In summary, MLIR isn’t intended to replace traditional compilers or make you rewrite existing high-level language code into MLIR directly. Its strengths lie in specialized optimization scenarios and as a research tool in compiler technology. For general programming needs, traditional compilation and optimization workflows remain the go-to approach."

Is that the gist of it?

So for example, I learn information on how to optimize matmul for matrices of varying sizes on my GTX 1650, then the final MLIR is what I have to read and then go back and refactor my CUDA C++ or other code that I wrote the original matmul.cpp in using the MLIR as a blueprint?

Hey,

You are trying to compare:

  • Clang - a compiler, with
  • MLIR - a framework for building compilers.

It’s important to realise that these are two very different things :slight_smile: In particular, there’s no one canonical way to “compile” something with MLIR - it’s for you to decide what path to take. For matrix multiplication, you can either:

  • write it yourself using one of the dialects available upstream, or
  • use linalg.matmul.

In either case you will need “define” how that’s lowered to LLVM. For linalg.matmul there’s plenty of examples within MLIR, e.g.:

Note, it’s an example for CPU - I’m not familiar with GPU lowering pipelines. It the example that I shared, we used Transform Dialect - MLIR to define the “optimization” part of the compilation pipeline.

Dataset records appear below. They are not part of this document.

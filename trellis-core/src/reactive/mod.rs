//! Reactive Core
//!
//! This module turns plain object and array graphs into observable state.
//! Reads of reactive slots are tracked; writes notify the computations that
//! read them.
//!
//! # Concepts
//!
//! ## Deps
//!
//! A [`Dep`] is the notification channel of one reactive slot. Every
//! intercepted property has one, and every [`Observer`] has one for
//! structural changes of its container.
//!
//! ## Subscribers and the Target Stack
//!
//! A [`Subscriber`] is any computation that can depend on Deps. While it
//! evaluates, it sits on top of the [`Runtime`]'s target stack; every slot
//! it reads hands it the slot's Dep.
//!
//! ## Observers
//!
//! [`Runtime::observe`] attaches an Observer to a plain object or array,
//! converting object keys into reactive properties and observing nested
//! values. Arrays are not intercepted per index; their mutating methods
//! notify instead.
//!
//! ## Dynamic Membership
//!
//! [`Runtime::set`] and [`Runtime::del`] add and remove keys on observed
//! state while keeping it reactive.
//!
//! # Implementation Notes
//!
//! Everything is single-threaded and synchronous: `notify` runs every
//! subscriber's `update` to completion before returning, and a failing
//! update aborts the rest of the cycle.

mod array;
mod context;
mod dep;
mod mutate;
mod observer;
mod property;
mod runtime;
mod subscriber;
mod traverse;
mod watcher;

#[cfg(test)]
mod probe;

pub use context::TargetGuard;
pub use dep::{Dep, DepId};
pub use observer::Observer;
pub use property::{ReactiveOptions, ReactiveProperty};
pub use runtime::Runtime;
pub use subscriber::{Subscriber, SubscriberId};
pub use traverse::traverse;
pub use watcher::{Watcher, WatcherOptions};
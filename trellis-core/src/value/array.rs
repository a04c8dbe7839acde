//! Array values.
//!
//! Raw element access lives here. The mutating methods that notify
//! observers (`push`, `splice`, ...) are in `reactive::array`.

use std::cell::RefCell;
use std::fmt;
use std::rc::{Rc, Weak};

use super::Value;
use crate::reactive::Observer;

pub(crate) struct ArrayData {
    items: Vec<Value>,
    extensible: bool,
    observer: Option<Rc<Observer>>,
}

/// Shared handle to an array. Clones refer to the same array.
#[derive(Clone)]
pub struct ArrayRef(Rc<RefCell<ArrayData>>);

/// Non-owning handle to an array.
#[derive(Clone)]
pub struct WeakArrayRef(Weak<RefCell<ArrayData>>);

impl WeakArrayRef {
    pub fn upgrade(&self) -> Option<ArrayRef> {
        self.0.upgrade().map(ArrayRef)
    }
}

impl Default for ArrayRef {
    fn default() -> Self {
        Self::new()
    }
}

impl ArrayRef {
    pub fn new() -> Self {
        Self::from_vec(Vec::new())
    }

    pub fn from_vec(items: Vec<Value>) -> Self {
        Self(Rc::new(RefCell::new(ArrayData {
            items,
            extensible: true,
            observer: None,
        })))
    }

    pub fn len(&self) -> usize {
        self.0.borrow().items.len()
    }

    pub fn is_empty(&self) -> bool {
        self.len() == 0
    }

    /// Element at `index`, or `Undefined` past the end. Never tracked.
    pub fn get(&self, index: usize) -> Value {
        self.0.borrow().items.get(index).cloned().unwrap_or_default()
    }

    /// Copy of the elements. Never tracked.
    pub fn to_vec(&self) -> Vec<Value> {
        self.0.borrow().items.clone()
    }

    /// Overwrite one element in place, growing the array with `Undefined`
    /// if needed. Index writes are not intercepted: nobody is notified and
    /// the element is not observed. Use `Runtime::set` for a reactive write.
    pub fn write_index(&self, index: usize, value: Value) {
        let mut data = self.0.borrow_mut();
        if index >= data.items.len() {
            data.items.resize(index + 1, Value::Undefined);
        }
        data.items[index] = value;
    }

    /// Truncate, or extend with `Undefined`. Not intercepted.
    pub fn set_len(&self, len: usize) {
        self.0.borrow_mut().items.resize(len, Value::Undefined);
    }

    pub fn is_extensible(&self) -> bool {
        self.0.borrow().extensible
    }

    pub fn prevent_extensions(&self) {
        self.0.borrow_mut().extensible = false;
    }

    pub fn observer(&self) -> Option<Rc<Observer>> {
        self.0.borrow().observer.clone()
    }

    pub(crate) fn set_observer(&self, observer: Rc<Observer>) {
        self.0.borrow_mut().observer = Some(observer);
    }

    pub fn ptr_eq(&self, other: &ArrayRef) -> bool {
        Rc::ptr_eq(&self.0, &other.0)
    }

    pub fn downgrade(&self) -> WeakArrayRef {
        WeakArrayRef(Rc::downgrade(&self.0))
    }

    pub(crate) fn addr(&self) -> usize {
        Rc::as_ptr(&self.0) as *const () as usize
    }

    /// Run `f` against the element vector. `f` must not call back into
    /// this array.
    pub(crate) fn with_items_mut<R>(&self, f: impl FnOnce(&mut Vec<Value>) -> R) -> R {
        f(&mut self.0.borrow_mut().items)
    }
}

impl fmt::Debug for ArrayRef {
    fn fmt(&self, f: &mut fmt::Formatter<'_>) -> fmt::Result {
        let data = self.0.borrow();
        f.debug_struct("Array")
            .field("len", &data.items.len())
            .field("observed", &data.observer.is_some())
            .finish()
    }
}

#[cfg(test)]
mod tests {
    use super::*;

    #[test]
    fn out_of_range_reads_are_undefined() {
        let arr = ArrayRef::from_vec(vec![Value::from(1)]);
        assert!(arr.get(5).is_undefined());
    }

    #[test]
    fn write_index_grows_the_array() {
        let arr = ArrayRef::new();
        arr.write_index(2, Value::from("x"));
        assert_eq!(arr.len(), 3);
        assert!(arr.get(0).is_undefined());
        assert_eq!(arr.get(2).as_str(), Some("x"));
    }

    #[test]
    fn set_len_truncates_and_extends() {
        let arr = ArrayRef::from_vec(vec![Value::from(1), Value::from(2), Value::from(3)]);
        arr.set_len(1);
        assert_eq!(arr.len(), 1);
        arr.set_len(4);
        assert_eq!(arr.len(), 4);
        assert!(arr.get(3).is_undefined());
    }
}
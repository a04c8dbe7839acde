//! Subscriber types for the reactive system.
//!
//! A Subscriber represents any computation that depends on reactive values:
//! watchers, computed values, render functions. The core only ever talks to
//! subscribers through the [`Subscriber`] trait.

use std::fmt;
use std::rc::Rc;
use std::sync::atomic::{AtomicU64, Ordering};

use super::dep::Dep;
use crate::error::Result;

/// Unique identifier for a subscriber.
///
/// IDs are handed out in creation order. When notifications are delivered
/// synchronously, subscribers run in ascending ID order, so a computation
/// created before another (a parent before its child) runs first.
#[derive(Debug, Clone, Copy, PartialEq, Eq, PartialOrd, Ord, Hash)]
pub struct SubscriberId(u64);

impl SubscriberId {
    /// Generate a new unique subscriber ID.
    pub fn new() -> Self {
        static COUNTER: AtomicU64 = AtomicU64::new(0);
        Self(COUNTER.fetch_add(1, Ordering::Relaxed))
    }

    /// Get the raw ID value.
    pub fn raw(&self) -> u64 {
        self.0
    }
}

impl Default for SubscriberId {
    fn default() -> Self {
        Self::new()
    }
}

impl fmt::Display for SubscriberId {
    fn fmt(&self, f: &mut fmt::Formatter<'_>) -> fmt::Result {
        write!(f, "#{}", self.0)
    }
}

/// A computation that can depend on [`Dep`]s and be asked to update.
pub trait Subscriber {
    /// The subscriber's creation-ordered ID. Also its identity inside a Dep.
    fn id(&self) -> SubscriberId;

    /// Called by [`Dep::depend`] while this subscriber is the active target.
    ///
    /// The Dep does not add itself to the subscriber: the subscriber decides
    /// whether it already knows this Dep in the current evaluation and calls
    /// [`Dep::add_sub`] only when it does not.
    fn add_dep(self: Rc<Self>, dep: &Dep);

    /// A dependency changed. Errors abort the rest of the notify cycle.
    fn update(&self) -> Result<()>;
}

#[cfg(test)]
mod tests {
    use super::*;

    #[test]
    fn subscriber_ids_are_unique() {
        let id1 = SubscriberId::new();
        let id2 = SubscriberId::new();
        let id3 = SubscriberId::new();

        assert_ne!(id1, id2);
        assert_ne!(id2, id3);
        assert_ne!(id1, id3);
    }

    #[test]
    fn subscriber_ids_follow_creation_order() {
        let first = SubscriberId::new();
        let second = SubscriberId::new();
        assert!(first < second);
        assert!(first.raw() < second.raw());
    }
}
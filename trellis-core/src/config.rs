//! Runtime configuration.
//!
//! A `ReactiveConfig` is owned by each [`Runtime`](crate::reactive::Runtime).
//! Every field has a default, so a partial JSON document is a valid config.

use serde::{Deserialize, Serialize};

use crate::error::Result;

/// Switches that change how the reactivity core behaves.
#[derive(Debug, Clone, PartialEq, Eq, Serialize, Deserialize)]
#[serde(default)]
pub struct ReactiveConfig {
    /// Suppress usage diagnostics and the `on_change` hook of reactive
    /// properties.
    pub production: bool,

    /// When false, notifications are delivered synchronously and every
    /// `Dep::notify` sorts its subscribers by creation id so parents run
    /// before children. When true, ordering is left to the scheduler that
    /// consumes the notifications.
    pub async_mode: bool,

    /// Server-rendered state is written once and never mutated, so no new
    /// Observers are created while this is set.
    pub server_rendering: bool,
}

impl Default for ReactiveConfig {
    fn default() -> Self {
        Self {
            production: false,
            async_mode: true,
            server_rendering: false,
        }
    }
}

impl ReactiveConfig {
    /// Configuration with synchronous, id-ordered notification.
    pub fn synchronous() -> Self {
        Self {
            async_mode: false,
            ..Self::default()
        }
    }

    /// Parse a configuration from JSON. Missing fields take their defaults.
    pub fn from_json_str(input: &str) -> Result<Self> {
        Ok(serde_json::from_str(input)?)
    }

    /// Whether development diagnostics should be emitted.
    pub fn diagnostics_enabled(&self) -> bool {
        !self.production
    }
}

#[cfg(test)]
mod tests {
    use super::*;

    #[test]
    fn defaults_match_development_async_mode() {
        let config = ReactiveConfig::default();
        assert!(!config.production);
        assert!(config.async_mode);
        assert!(!config.server_rendering);
        assert!(config.diagnostics_enabled());
    }

    #[test]
    fn partial_json_fills_defaults() {
        let config = ReactiveConfig::from_json_str(r#"{ "async_mode": false }"#).unwrap();
        assert_eq!(config, ReactiveConfig::synchronous());
    }

    #[test]
    fn malformed_json_is_a_config_error() {
        let err = ReactiveConfig::from_json_str("{ production: ").unwrap_err();
        assert!(matches!(err, crate::ReactiveError::Config(_)));
    }
}
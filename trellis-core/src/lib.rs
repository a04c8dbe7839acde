//! Trellis Core
//!
//! This crate provides the dependency-tracking reactivity core of the
//! Trellis UI framework. It implements:
//!
//! - A dynamic value model of shared objects and arrays
//! - Observers that convert plain value graphs into reactive state
//! - Dependency channels and the active-subscriber stack
//! - Dynamic property addition and removal on observed state
//! - A reference watcher for driving the protocol end to end
//!
//! Rendering, component lifecycle and update scheduling consume the
//! notifications produced here but live outside this crate.
//!
//! # Architecture
//!
//! The crate is organized into several modules:
//!
//! - `value`: Objects, arrays and primitive values
//! - `reactive`: Observers, Deps, the runtime and watchers
//! - `config`: Runtime configuration
//! - `error`: Error types
//!
//! # Example
//!
//! ```rust
//! use trellis_core::reactive::{Runtime, Watcher, WatcherOptions};
//! use trellis_core::value::{ObjectRef, Value};
//!
//! let runtime = Runtime::default();
//!
//! // Make some state reactive
//! let state = ObjectRef::from_entries([("count", Value::from(0))]);
//! runtime.observe(&Value::from(state.clone()), true);
//!
//! // Watch a derived value
//! let reader = state.clone();
//! let doubled = Watcher::new(
//!     &runtime,
//!     move |rt| Ok(Value::from(reader.get(rt, "count").as_number().unwrap_or(0.0) * 2.0)),
//!     WatcherOptions::default(),
//! )?;
//!
//! // Update the state
//! state.put(&runtime, "count", Value::from(5))?;
//! // Watcher re-ran synchronously
//! assert_eq!(doubled.value().as_number(), Some(10.0));
//! # Ok::<(), trellis_core::ReactiveError>(())
//! ```

pub mod config;
pub mod error;
pub mod reactive;
pub mod value;

pub use config::ReactiveConfig;
pub use error::{ReactiveError, Result};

use tools (under active development) to translate LLVM IR to MLIR for advanced optimizations,

If possible, I’d avoid that :slight_smile: LLVM IR is “lower” level than MLIR. When lowering from some higher level representation to LLVM IR, you are loosing information. Lifting that to MLIR means trying to recover that information, but that’s challenging. It’s better to optimize as much as possible at higher levels and only then lower to LLVM IR. Of course, sometimes that’s not possible. Also, like you hinted, there are projects that can do this for you.

HTH,
-Andrzej

@banach-space thanks for the help! I found: https://polygeist.llvm.org/

but will check out those examples you linked to.

@banach-space already provided a lot of good info, just wanted to add this other good example in-tree for matmul on Hopper, it won’t work on your Turing-era GPU but it may serve a source of inspiration about how folks are playing with this.

1 Like